Народ останавливался, чтобы посмотреть на двух людей, которые шли, держась за руки, на странную парочку, где один был высоким, богато одетым и импозантным, а другой страшно заросшим, в колтунах, скрюченным и одетым в тряпье. Даже в этом городе, где все уже привыкли ко всяческим сюрпризам, прохожие замирали и глядели на двоих чудаков, державшихся, как дети, за руки. Женщины крестились, а нищие бежали следом и просили милостыню. Якуб залез вместе с братом в проезжавшие мимо дрожки и велел кучеру поднять верх, хотя на улице была хорошая погода. От долгого сидения в тюрьме Макс Ашкенази отвык ходить. У него отекли ноги. Как ребенку, Якуб помог ему забраться в дрожки, держа брата за руки, и усадил его. Вместе с проворностью ног Макс Ашкенази утратил в тюремном подвале и обоняние. Сам он не ощущал вони, которую распространял. У Якуба Ашкенази от этого запаха кружилась голова, он едва не падал в обморок. Однако Макс Ашкенази не чувствовал этого и жался к брату.

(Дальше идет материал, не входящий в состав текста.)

//! Database migration command.
//!
//! Migrations live in `crates/storefront/migrations/` and are embedded at
//! compile time.

use sqlx::PgPool;

use super::CliError;

/// Apply pending migrations.
///
/// # Errors
///
/// Returns `CliError::Migration` if a migration fails.
pub async fn run(pool: &PgPool) -> Result<(), CliError> {
    tracing::info!("Running storefront migrations...");
    sqlx::migrate!("../storefront/migrations").run(pool).await?;
    tracing::info!("Migrations complete!");
    Ok(())
}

– Хватит! Давай уедем отсюда как можно быстрее! Я боюсь тут оставаться!

Сколько Якуб ни объяснял ему, что теперь он свободен, что ему нечего бояться, Макс его не понимал. Он превратился в сущее дитя за долгие дни сидения в тюремном подвале. И Якуб Ашкенази возился со своим братом-близнецом, как с малышом. Он сам, собственными руками мыл его, освобождал его тело от грязи и затхлости, которые было никак не смыть и не выветрить. Он повел его к цирюльнику, велел остричь брату волосы и бороду, ужасно отросшие в тюрьме. Макс Ашкенази стал еще более маленьким и жалким, когда его коротко постригли и сбрили всю растительность с его лица, оставив только небольшую бородку, которую он имел обыкновение носить прежде.

– Побрызгать его одеколоном? – спросил цирюльник у Якуба Ашкенази, как спрашивают у отца, как подстричь его мальчика. – Немного осталось с хороших времен.

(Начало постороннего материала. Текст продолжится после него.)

//! Google sign-in route handlers.
//!
//! - Start: stores a random `state` in the session and redirects to Google
//! - Callback: checks `state`, exchanges the code, signs the user in and
//!   hands the bearer token to the frontend through a redirect

use axum::{
    extract::{Query, State},
    response::{IntoResponse, Redirect, Response},
};
use serde::Deserialize;
use tower_sessions::Session;

use crate::error::AppError;
use crate::models::session_keys;
use crate::services::oauth::{self, OAuthError};
use crate::state::AppState;

/// Query parameters from the Google callback.
#[derive(Debug, Deserialize)]
pub struct CallbackQuery {
    pub code: Option<String>,
    pub state: Option<String>,
    /// Set when the user denied consent.
    pub error: Option<String>,
}

/// Redirect to Google's consent page.
///
/// # Route
///
/// `GET /api/auth/google`
pub async fn start(State(state): State<AppState>, session: Session) -> Result<Response, AppError> {
    let google = state.google().ok_or(OAuthError::NotConfigured)?;

    let oauth_state = oauth::generate_state();
    session
        .insert(session_keys::GOOGLE_OAUTH_STATE, &oauth_state)
        .await
        .map_err(|e| {
            tracing::error!("Failed to store OAuth state in session: {e}");
            AppError::Internal("session store unavailable".to_owned())
        })?;

    Ok(Redirect::to(&google.authorization_url(&oauth_state)).into_response())
}

/// Finish Google sign-in.
///
/// Success redirects to `{frontend}/auth/callback?token=...`; any failure
/// redirects to `{frontend}/auth/error?message=...`.
///
/// # Route
///
/// `GET /api/auth/google/callback`
pub async fn callback(
    State(state): State<AppState>,
    session: Session,
    Query(query): Query<CallbackQuery>,
) -> Response {
    let frontend = state.config().frontend_url.trim_end_matches('/');

    match complete(&state, &session, query).await {
        Ok(token) => Redirect::to(&format!(
            "{frontend}/auth/callback?token={}",
            urlencoding::encode(&token)
        ))
        .into_response(),
        Err(e) => {
            tracing::warn!("Google sign-in failed: {e}");
            Redirect::to(&format!(
                "{frontend}/auth/error?message={}",
                urlencoding::encode(failure_message(&e))
            ))
            .into_response()
        }
    }
}

async fn complete(
    state: &AppState,
    session: &Session,
    query: CallbackQuery,
) -> Result<String, OAuthError> {
    let google = state.google().ok_or(OAuthError::NotConfigured)?;

    if let Some(error) = query.error {
        return Err(OAuthError::Exchange(format!("consent denied: {error}")));
    }

    let stored: Option<String> = session
        .remove(session_keys::GOOGLE_OAUTH_STATE)
        .await
        .ok()
        .flatten();
    oauth::check_state(stored.as_deref(), query.state.as_deref())?;

    let code = query
        .code
        .ok_or_else(|| OAuthError::Exchange("missing authorization code".to_owned()))?;

    let profile = google.fetch_profile(&code).await?;
    let auth = oauth::sign_in(state.pool(), state.tokens(), &profile).await?;

    tracing::info!(user_id = %auth.user.id, "signed in with Google");
    Ok(auth.token)
}

/// Client-facing reason, without provider internals.
const fn failure_message(err: &OAuthError) -> &'static str {
    match err {
        OAuthError::NotConfigured => "Google sign-in is not available",
        OAuthError::StateMismatch => "Sign-in session expired, please try again",
        OAuthError::MissingEmail => "Your Google account has no email address",
        OAuthError::Exchange(_) | OAuthError::Http(_) | OAuthError::Auth(_) => {
            "Google sign-in failed"
        }
    }
}

#[cfg(test)]
mod tests {
    use super::*;

    #[test]
    fn test_failure_message_hides_provider_detail() {
        let err = OAuthError::Exchange("invalid_grant: code already used".to_owned());
        assert_eq!(failure_message(&err), "Google sign-in failed");
        assert_eq!(
            failure_message(&OAuthError::StateMismatch),
            "Sign-in session expired, please try again"
        );
    }
}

– Да, побрызгать, и побольше! – ответил Якуб Ашкенази. – Сколько вам не жалко!

Потом он переодел брата в свежее белье, в котором маленький, отощавший Макс Ашкенази болтался, как мальчишка в отцовской одежде: рубашка со стоячим воротником и галстуком на нем висела.

– Белье, свежее белье, – бормотал Макс и гладил ткань худыми руками, словно никогда в жизни не надевал на свое тело чистой рубашки.

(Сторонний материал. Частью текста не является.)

//! Admin route handlers.
//!
//! Every handler takes [`RequireAdmin`], so non-admin tokens get 403 before
//! any work is done.

use axum::{
    Json, Router,
    extract::{Path, Query, State},
    http::StatusCode,
    routing::{get, post, put},
};
use serde::{Deserialize, Serialize};

use nexora_core::{CategoryId, OrderId, OrderStatus, ProductId, Role, UserId, VariantId};

use crate::db::dashboard::DashboardStats;
use crate::db::{
    CategoryRepository, DashboardRepository, OrderRepository, ProductRepository, UserRepository,
};
use crate::error::AppError;
use crate::middleware::RequireAdmin;
use crate::models::{
    Category, CategoryInput, NewProduct, NewVariant, Order, OrderDetail, OrderListEntry,
    ProductDetail, ProductUpdate, ProductVariant, User, VariantUpdate,
};
use crate::routes::{PageQuery, Paginated};
use crate::services::catalog::slugify;
use crate::state::AppState;

const DEFAULT_LIMIT: i64 = 20;

/// Create the admin routes router.
pub fn routes() -> Router<AppState> {
    Router::new()
        .route("/dashboard", get(dashboard))
        .route("/products", post(create_product))
        .route("/products/{id}", put(update_product).delete(delete_product))
        .route("/products/{id}/variants", post(add_variant))
        .route("/variants/{id}", put(update_variant).delete(delete_variant))
        .route("/categories", post(create_category))
        .route(
            "/categories/{id}",
            put(update_category).delete(delete_category),
        )
        .route("/orders", get(orders))
        .route("/orders/{id}", get(order))
        .route("/orders/{id}/status", put(update_order_status))
        .route("/users", get(users))
        .route("/users/{id}/role", put(update_role))
}

/// Slug for a new or renamed entity; names without usable characters are
/// rejected.
fn slug_for(name: &str) -> Result<String, AppError> {
    let slug = slugify(name);
    if slug.is_empty() {
        return Err(AppError::BadRequest(
            "name must contain letters or digits".to_owned(),
        ));
    }
    Ok(slug)
}

// =============================================================================
// Dashboard
// =============================================================================

/// GET /api/admin/dashboard
pub async fn dashboard(
    State(state): State<AppState>,
    RequireAdmin(_): RequireAdmin,
) -> Result<Json<DashboardStats>, AppError> {
    Ok(Json(DashboardRepository::new(state.pool()).stats().await?))
}

// =============================================================================
// Catalog
// =============================================================================

async fn load_product(state: &AppState, id: ProductId) -> Result<ProductDetail, AppError> {
    ProductRepository::new(state.pool())
        .get_detail(&id.to_string(), true)
        .await?
        .ok_or_else(|| AppError::NotFound("Product not found".to_owned()))
}

/// POST /api/admin/products
pub async fn create_product(
    State(state): State<AppState>,
    RequireAdmin(admin): RequireAdmin,
    Json(product): Json<NewProduct>,
) -> Result<(StatusCode, Json<ProductDetail>), AppError> {
    product.validate().map_err(AppError::BadRequest)?;
    let slug = slug_for(&product.name)?;

    let id = ProductRepository::new(state.pool())
        .create(&product, &slug)
        .await?;

    tracing::info!(product_id = %id, admin_id = %admin.user_id, "product created");
    Ok((StatusCode::CREATED, Json(load_product(&state, id).await?)))
}

/// PUT /api/admin/products/{id}
pub async fn update_product(
    State(state): State<AppState>,
    RequireAdmin(_): RequireAdmin,
    Path(id): Path<ProductId>,
    Json(update): Json<ProductUpdate>,
) -> Result<Json<ProductDetail>, AppError> {
    update.validate().map_err(AppError::BadRequest)?;
    let slug = update.name.as_deref().map(slug_for).transpose()?;

    ProductRepository::new(state.pool())
        .update(id, &update, slug.as_deref())
        .await?;

    Ok(Json(load_product(&state, id).await?))
}

/// DELETE /api/admin/products/{id}
///
/// Soft delete: order history keeps pointing at the row.
pub async fn delete_product(
    State(state): State<AppState>,
    RequireAdmin(admin): RequireAdmin,
    Path(id): Path<ProductId>,
) -> Result<StatusCode, AppError> {
    ProductRepository::new(state.pool()).soft_delete(id).await?;
    tracing::info!(product_id = %id, admin_id = %admin.user_id, "product deleted");
    Ok(StatusCode::NO_CONTENT)
}

/// POST /api/admin/products/{id}/variants
pub async fn add_variant(
    State(state): State<AppState>,
    RequireAdmin(_): RequireAdmin,
    Path(product_id): Path<ProductId>,
    Json(variant): Json<NewVariant>,
) -> Result<(StatusCode, Json<ProductVariant>), AppError> {
    variant.validate().map_err(AppError::BadRequest)?;

    let created = ProductRepository::new(state.pool())
        .add_variant(product_id, &variant)
        .await?;
    Ok((StatusCode::CREATED, Json(created)))
}

/// PUT /api/admin/variants/{id}
pub async fn update_variant(
    State(state): State<AppState>,
    RequireAdmin(_): RequireAdmin,
    Path(id): Path<VariantId>,
    Json(update): Json<VariantUpdate>,
) -> Result<Json<ProductVariant>, AppError> {
    if update.stock.is_some_and(|s| s < 0) {
        return Err(AppError::BadRequest(
            "variant stock cannot be negative".to_owned(),
        ));
    }

    let variant = ProductRepository::new(state.pool())
        .update_variant(id, &update)
        .await?;
    Ok(Json(variant))
}

/// DELETE /api/admin/variants/{id}
pub async fn delete_variant(
    State(state): State<AppState>,
    RequireAdmin(_): RequireAdmin,
    Path(id): Path<VariantId>,
) -> Result<StatusCode, AppError> {
    ProductRepository::new(state.pool())
        .delete_variant(id)
        .await?;
    Ok(StatusCode::NO_CONTENT)
}

/// POST /api/admin/categories
pub async fn create_category(
    State(state): State<AppState>,
    RequireAdmin(_): RequireAdmin,
    Json(input): Json<CategoryInput>,
) -> Result<(StatusCode, Json<Category>), AppError> {
    let slug = slug_for(&input.name)?;

    let category = CategoryRepository::new(state.pool())
        .create(&input, &slug)
        .await?;
    state.categories().invalidate().await;

    Ok((StatusCode::CREATED, Json(category)))
}

/// PUT /api/admin/categories/{id}
pub async fn update_category(
    State(state): State<AppState>,
    RequireAdmin(_): RequireAdmin,
    Path(id): Path<CategoryId>,
    Json(input): Json<CategoryInput>,
) -> Result<Json<Category>, AppError> {
    let slug = slug_for(&input.name)?;

    let category = CategoryRepository::new(state.pool())
        .update(id, &input, &slug)
        .await?;
    state.categories().invalidate().await;

    Ok(Json(category))
}

/// DELETE /api/admin/categories/{id}
pub async fn delete_category(
    State(state): State<AppState>,
    RequireAdmin(_): RequireAdmin,
    Path(id): Path<CategoryId>,
) -> Result<StatusCode, AppError> {
    CategoryRepository::new(state.pool()).delete(id).await?;
    state.categories().invalidate().await;
    Ok(StatusCode::NO_CONTENT)
}

// =============================================================================
// Orders
// =============================================================================

#[derive(Debug, Deserialize)]
pub struct OrderListQuery {
    pub status: Option<OrderStatus>,
    pub page: Option<i64>,
    pub limit: Option<i64>,
}

#[derive(Debug, Serialize)]
pub struct OrderList {
    pub orders: Vec<OrderListEntry>,
}

#[derive(Debug, Deserialize)]
pub struct StatusUpdate {
    pub status: OrderStatus,
    pub tracking_number: Option<String>,
}

/// GET /api/admin/orders
pub async fn orders(
    State(state): State<AppState>,
    RequireAdmin(_): RequireAdmin,
    Query(query): Query<OrderListQuery>,
) -> Result<Json<Paginated<OrderList>>, AppError> {
    let page = PageQuery {
        page: query.page,
        limit: query.limit,
    }
    .page(DEFAULT_LIMIT);

    let (orders, total) = OrderRepository::new(state.pool())
        .list_all(query.status, page)
        .await?;
    Ok(Json(Paginated::new(OrderList { orders }, total, page)))
}

/// GET /api/admin/orders/{id}
pub async fn order(
    State(state): State<AppState>,
    RequireAdmin(admin): RequireAdmin,
    Path(id): Path<OrderId>,
) -> Result<Json<OrderDetail>, AppError> {
    Ok(Json(state.orders().detail_for(id, &admin).await?))
}

/// PUT /api/admin/orders/{id}/status
pub async fn update_order_status(
    State(state): State<AppState>,
    RequireAdmin(admin): RequireAdmin,
    Path(id): Path<OrderId>,
    Json(update): Json<StatusUpdate>,
) -> Result<Json<Order>, AppError> {
    let order = state
        .orders()
        .update_status(id, update.status, update.tracking_number.as_deref())
        .await?;

    tracing::info!(order_id = %id, admin_id = %admin.user_id, status = %order.status, "admin updated order");
    Ok(Json(order))
}

// =============================================================================
// Users
// =============================================================================

#[derive(Debug, Serialize)]
pub struct UserList {
    pub users: Vec<User>,
}

#[derive(Debug, Deserialize)]
pub struct RoleUpdate {
    pub role: Role,
}

/// GET /api/admin/users
pub async fn users(
    State(state): State<AppState>,
    RequireAdmin(_): RequireAdmin,
    Query(query): Query<PageQuery>,
) -> Result<Json<Paginated<UserList>>, AppError> {
    let page = query.page(DEFAULT_LIMIT);
    let (users, total) = UserRepository::new(state.pool()).list(page).await?;
    Ok(Json(Paginated::new(UserList { users }, total, page)))
}

/// PUT /api/admin/users/{id}/role
pub async fn update_role(
    State(state): State<AppState>,
    RequireAdmin(admin): RequireAdmin,
    Path(id): Path<UserId>,
    Json(update): Json<RoleUpdate>,
) -> Result<Json<User>, AppError> {
    let user = UserRepository::new(state.pool())
        .set_role(id, update.role)
        .await?;

    tracing::info!(user_id = %id, admin_id = %admin.user_id, role = %user.role, "role changed");
    Ok(Json(user))
}

#[cfg(test)]
#[allow(clippy::unwrap_used)]
mod tests {
    use super::*;

    #[test]
    fn test_slug_for_rejects_symbol_only_names() {
        assert_eq!(slug_for("Batik Tulis").unwrap(), "batik-tulis");
        assert!(matches!(slug_for("!!!"), Err(AppError::BadRequest(_))));
    }

    #[test]
    fn test_status_update_body() {
        let update: StatusUpdate =
            serde_json::from_str(r#"{"status":"shipped","tracking_number":"JNE123"}"#).unwrap();
        assert_eq!(update.status, OrderStatus::Shipped);
        assert_eq!(update.tracking_number.as_deref(), Some("JNE123"));

        assert!(serde_json::from_str::<RoleUpdate>(r#"{"role":"superuser"}"#).is_err());
    }
}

Гостиничный слуга, с отвращением собравший сброшенные Максом Ашкенази тряпки, стоял, осторожно держа их двумя пальцами, и спрашивал у Якуба Ашкенази, что с ними делать.

– Выбросить, сжечь! – приказал Якуб.

Он помог брату зашнуровать ботинки, завязать галстук, застегнуть пуговицы. Руки не слушались Макса. Они больше дрожали, чем что-то делали. А когда, покончив с туалетом брата, Якуб вытащил из дорожных сумок хорошую еду, печенье, шоколад, колбасу, всевозможные сардины, которые аккуратно упаковали Гертруда и Диночка, Макс затрясся так, что не смог донести эти вкусные вещи до рта.

– Бери, Симха-Меер. Это подарок от Гертруды и Диночки, – успокаивал его Якуб. – Они это тебе послали.

И бледное лицо Макса Ашкенази побелело окончательно. Он опустил от стыда глаза. В первый раз за всю свою жизнь.

Якуб Ашкенази не узнавал своего брата.